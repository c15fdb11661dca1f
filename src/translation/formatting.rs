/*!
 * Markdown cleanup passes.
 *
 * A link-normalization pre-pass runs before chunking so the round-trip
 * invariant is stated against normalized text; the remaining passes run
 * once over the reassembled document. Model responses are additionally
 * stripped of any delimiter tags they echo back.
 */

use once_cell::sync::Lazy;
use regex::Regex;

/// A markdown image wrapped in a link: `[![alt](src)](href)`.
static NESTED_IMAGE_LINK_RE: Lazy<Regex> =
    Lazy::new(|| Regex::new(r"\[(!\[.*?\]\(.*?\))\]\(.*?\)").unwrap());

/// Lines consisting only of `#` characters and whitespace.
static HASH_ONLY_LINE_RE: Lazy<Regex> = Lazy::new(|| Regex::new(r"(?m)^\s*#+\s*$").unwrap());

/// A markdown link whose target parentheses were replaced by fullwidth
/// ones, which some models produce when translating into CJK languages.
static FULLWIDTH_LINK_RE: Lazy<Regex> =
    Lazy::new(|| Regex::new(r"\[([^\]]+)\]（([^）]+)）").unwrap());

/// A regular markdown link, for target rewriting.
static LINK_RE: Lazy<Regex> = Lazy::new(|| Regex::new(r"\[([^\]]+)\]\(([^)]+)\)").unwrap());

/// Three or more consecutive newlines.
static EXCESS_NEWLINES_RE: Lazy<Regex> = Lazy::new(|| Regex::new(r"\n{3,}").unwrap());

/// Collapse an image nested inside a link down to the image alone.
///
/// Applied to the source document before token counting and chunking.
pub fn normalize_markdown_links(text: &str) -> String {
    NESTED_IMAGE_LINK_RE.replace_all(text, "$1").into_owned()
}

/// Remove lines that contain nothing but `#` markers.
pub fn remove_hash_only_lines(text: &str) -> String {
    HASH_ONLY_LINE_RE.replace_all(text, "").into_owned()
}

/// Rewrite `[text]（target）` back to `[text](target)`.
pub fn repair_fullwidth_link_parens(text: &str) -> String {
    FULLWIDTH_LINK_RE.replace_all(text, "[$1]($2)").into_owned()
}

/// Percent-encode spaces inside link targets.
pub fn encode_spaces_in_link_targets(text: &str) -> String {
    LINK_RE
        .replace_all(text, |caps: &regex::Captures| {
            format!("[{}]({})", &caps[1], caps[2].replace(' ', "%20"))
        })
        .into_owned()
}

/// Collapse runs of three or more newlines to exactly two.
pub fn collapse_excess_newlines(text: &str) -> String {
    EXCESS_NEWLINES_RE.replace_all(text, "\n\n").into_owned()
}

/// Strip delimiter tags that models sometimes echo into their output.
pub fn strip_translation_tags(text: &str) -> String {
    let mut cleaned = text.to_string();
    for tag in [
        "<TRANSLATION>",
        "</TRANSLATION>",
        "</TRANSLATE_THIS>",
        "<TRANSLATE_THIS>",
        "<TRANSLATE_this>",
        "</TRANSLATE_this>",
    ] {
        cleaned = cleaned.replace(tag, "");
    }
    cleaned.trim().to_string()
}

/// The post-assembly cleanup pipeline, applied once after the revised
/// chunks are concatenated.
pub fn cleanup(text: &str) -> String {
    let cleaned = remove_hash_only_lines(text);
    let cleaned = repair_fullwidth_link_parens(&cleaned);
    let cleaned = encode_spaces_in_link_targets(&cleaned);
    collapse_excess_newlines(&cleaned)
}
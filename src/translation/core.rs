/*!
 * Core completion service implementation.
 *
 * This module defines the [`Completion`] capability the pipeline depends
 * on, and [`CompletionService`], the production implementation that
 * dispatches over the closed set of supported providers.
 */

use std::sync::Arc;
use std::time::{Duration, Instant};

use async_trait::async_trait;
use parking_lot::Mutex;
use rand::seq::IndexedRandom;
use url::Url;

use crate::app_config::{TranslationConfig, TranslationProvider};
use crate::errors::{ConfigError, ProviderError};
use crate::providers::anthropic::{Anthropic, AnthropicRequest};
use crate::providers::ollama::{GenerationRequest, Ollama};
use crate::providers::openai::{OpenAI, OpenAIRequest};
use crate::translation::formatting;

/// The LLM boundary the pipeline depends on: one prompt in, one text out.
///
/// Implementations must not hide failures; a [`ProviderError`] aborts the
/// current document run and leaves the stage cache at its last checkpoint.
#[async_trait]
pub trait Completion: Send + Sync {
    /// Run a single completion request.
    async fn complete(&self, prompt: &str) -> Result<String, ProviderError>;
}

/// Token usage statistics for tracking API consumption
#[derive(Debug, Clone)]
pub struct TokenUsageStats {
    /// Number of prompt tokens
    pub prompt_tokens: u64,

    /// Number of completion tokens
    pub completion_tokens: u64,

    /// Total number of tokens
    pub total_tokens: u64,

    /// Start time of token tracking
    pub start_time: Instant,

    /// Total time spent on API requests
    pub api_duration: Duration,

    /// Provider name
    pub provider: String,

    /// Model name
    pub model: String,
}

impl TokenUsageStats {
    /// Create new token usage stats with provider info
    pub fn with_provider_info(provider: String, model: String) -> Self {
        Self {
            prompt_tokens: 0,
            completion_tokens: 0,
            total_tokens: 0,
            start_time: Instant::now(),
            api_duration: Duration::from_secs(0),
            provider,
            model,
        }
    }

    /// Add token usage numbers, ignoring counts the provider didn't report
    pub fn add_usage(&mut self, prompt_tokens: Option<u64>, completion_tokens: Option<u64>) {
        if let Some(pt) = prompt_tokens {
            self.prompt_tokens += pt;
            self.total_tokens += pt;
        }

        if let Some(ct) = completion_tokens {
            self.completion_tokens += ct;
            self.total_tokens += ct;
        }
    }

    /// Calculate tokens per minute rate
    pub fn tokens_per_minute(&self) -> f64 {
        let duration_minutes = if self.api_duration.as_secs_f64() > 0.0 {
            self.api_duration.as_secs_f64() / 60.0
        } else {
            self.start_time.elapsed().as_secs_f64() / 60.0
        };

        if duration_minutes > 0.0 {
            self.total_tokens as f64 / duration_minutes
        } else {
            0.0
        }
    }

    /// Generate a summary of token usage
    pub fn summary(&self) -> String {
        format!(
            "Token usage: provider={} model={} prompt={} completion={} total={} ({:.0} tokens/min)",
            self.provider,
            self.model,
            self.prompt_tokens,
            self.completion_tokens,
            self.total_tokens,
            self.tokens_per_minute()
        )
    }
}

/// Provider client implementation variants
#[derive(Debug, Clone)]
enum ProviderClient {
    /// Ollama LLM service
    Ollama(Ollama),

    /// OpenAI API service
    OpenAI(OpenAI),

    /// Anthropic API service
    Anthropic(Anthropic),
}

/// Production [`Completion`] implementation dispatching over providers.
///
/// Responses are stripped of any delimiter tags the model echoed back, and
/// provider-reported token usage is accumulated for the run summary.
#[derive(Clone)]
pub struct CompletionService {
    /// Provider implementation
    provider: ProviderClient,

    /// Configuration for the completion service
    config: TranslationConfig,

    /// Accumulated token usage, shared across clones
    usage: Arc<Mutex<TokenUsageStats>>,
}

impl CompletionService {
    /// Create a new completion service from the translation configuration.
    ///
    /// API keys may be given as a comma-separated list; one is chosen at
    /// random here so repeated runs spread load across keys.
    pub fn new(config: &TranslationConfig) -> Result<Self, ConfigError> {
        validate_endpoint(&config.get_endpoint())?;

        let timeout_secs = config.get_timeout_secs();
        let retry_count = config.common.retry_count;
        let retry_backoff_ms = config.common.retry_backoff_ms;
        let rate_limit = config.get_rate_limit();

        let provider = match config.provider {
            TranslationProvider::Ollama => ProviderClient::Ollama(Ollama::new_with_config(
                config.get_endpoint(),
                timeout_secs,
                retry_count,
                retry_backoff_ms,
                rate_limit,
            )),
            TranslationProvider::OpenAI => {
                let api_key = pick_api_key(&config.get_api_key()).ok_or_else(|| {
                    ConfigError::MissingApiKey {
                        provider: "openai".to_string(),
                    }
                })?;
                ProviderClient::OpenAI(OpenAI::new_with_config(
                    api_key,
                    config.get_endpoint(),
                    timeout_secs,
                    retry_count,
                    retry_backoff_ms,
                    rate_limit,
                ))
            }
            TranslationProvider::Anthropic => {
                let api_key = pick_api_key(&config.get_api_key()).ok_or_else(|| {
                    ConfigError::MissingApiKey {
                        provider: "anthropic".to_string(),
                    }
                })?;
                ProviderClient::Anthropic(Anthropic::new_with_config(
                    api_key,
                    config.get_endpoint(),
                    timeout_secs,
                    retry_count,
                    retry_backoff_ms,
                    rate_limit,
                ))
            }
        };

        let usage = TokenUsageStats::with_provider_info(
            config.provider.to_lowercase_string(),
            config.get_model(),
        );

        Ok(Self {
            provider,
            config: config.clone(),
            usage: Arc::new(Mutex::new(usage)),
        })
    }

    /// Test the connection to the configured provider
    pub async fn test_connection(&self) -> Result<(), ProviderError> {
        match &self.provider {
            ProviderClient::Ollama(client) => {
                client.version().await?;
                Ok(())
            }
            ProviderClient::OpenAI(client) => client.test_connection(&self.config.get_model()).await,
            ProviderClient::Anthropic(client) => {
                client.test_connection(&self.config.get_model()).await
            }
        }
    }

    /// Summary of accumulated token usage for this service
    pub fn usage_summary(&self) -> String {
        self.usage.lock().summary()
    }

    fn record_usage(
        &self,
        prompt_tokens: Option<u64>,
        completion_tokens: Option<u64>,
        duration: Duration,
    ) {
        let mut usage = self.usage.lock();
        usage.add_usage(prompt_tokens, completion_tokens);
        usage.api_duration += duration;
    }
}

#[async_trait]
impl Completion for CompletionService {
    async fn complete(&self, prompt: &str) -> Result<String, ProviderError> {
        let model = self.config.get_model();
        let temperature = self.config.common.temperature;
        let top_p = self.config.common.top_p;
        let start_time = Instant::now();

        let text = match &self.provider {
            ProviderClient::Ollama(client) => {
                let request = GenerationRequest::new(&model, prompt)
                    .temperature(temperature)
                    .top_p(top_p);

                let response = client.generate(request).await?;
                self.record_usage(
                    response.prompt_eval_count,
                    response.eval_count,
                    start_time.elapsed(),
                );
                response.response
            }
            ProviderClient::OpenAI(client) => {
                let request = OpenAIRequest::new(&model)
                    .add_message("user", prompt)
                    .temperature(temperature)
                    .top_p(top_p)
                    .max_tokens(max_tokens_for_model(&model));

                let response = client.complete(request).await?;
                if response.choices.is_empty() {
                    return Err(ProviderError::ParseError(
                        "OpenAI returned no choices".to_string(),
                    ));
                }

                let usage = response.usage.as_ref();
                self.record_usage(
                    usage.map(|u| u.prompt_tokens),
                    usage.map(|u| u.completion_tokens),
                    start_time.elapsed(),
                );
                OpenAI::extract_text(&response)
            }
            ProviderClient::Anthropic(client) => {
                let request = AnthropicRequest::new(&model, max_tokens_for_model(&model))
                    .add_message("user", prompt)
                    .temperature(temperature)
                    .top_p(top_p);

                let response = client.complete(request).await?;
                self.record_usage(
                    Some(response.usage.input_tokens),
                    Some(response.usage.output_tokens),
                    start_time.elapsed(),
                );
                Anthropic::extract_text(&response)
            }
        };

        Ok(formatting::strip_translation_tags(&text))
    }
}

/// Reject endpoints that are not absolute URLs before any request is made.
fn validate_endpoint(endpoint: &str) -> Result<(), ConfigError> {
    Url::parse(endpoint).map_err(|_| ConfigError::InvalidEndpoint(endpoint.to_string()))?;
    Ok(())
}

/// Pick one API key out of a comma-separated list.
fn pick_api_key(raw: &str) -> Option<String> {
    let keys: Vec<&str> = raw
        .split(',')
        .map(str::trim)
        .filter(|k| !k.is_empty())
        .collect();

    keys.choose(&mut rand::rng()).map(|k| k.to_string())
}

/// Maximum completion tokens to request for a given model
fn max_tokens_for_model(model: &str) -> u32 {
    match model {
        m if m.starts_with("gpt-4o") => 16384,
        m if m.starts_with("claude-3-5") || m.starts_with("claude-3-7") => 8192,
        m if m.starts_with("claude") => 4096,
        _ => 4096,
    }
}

===

What is needed: Check every line of the entries above for the word "claude" and report how many lines contain it, giving the number only.

Output: 2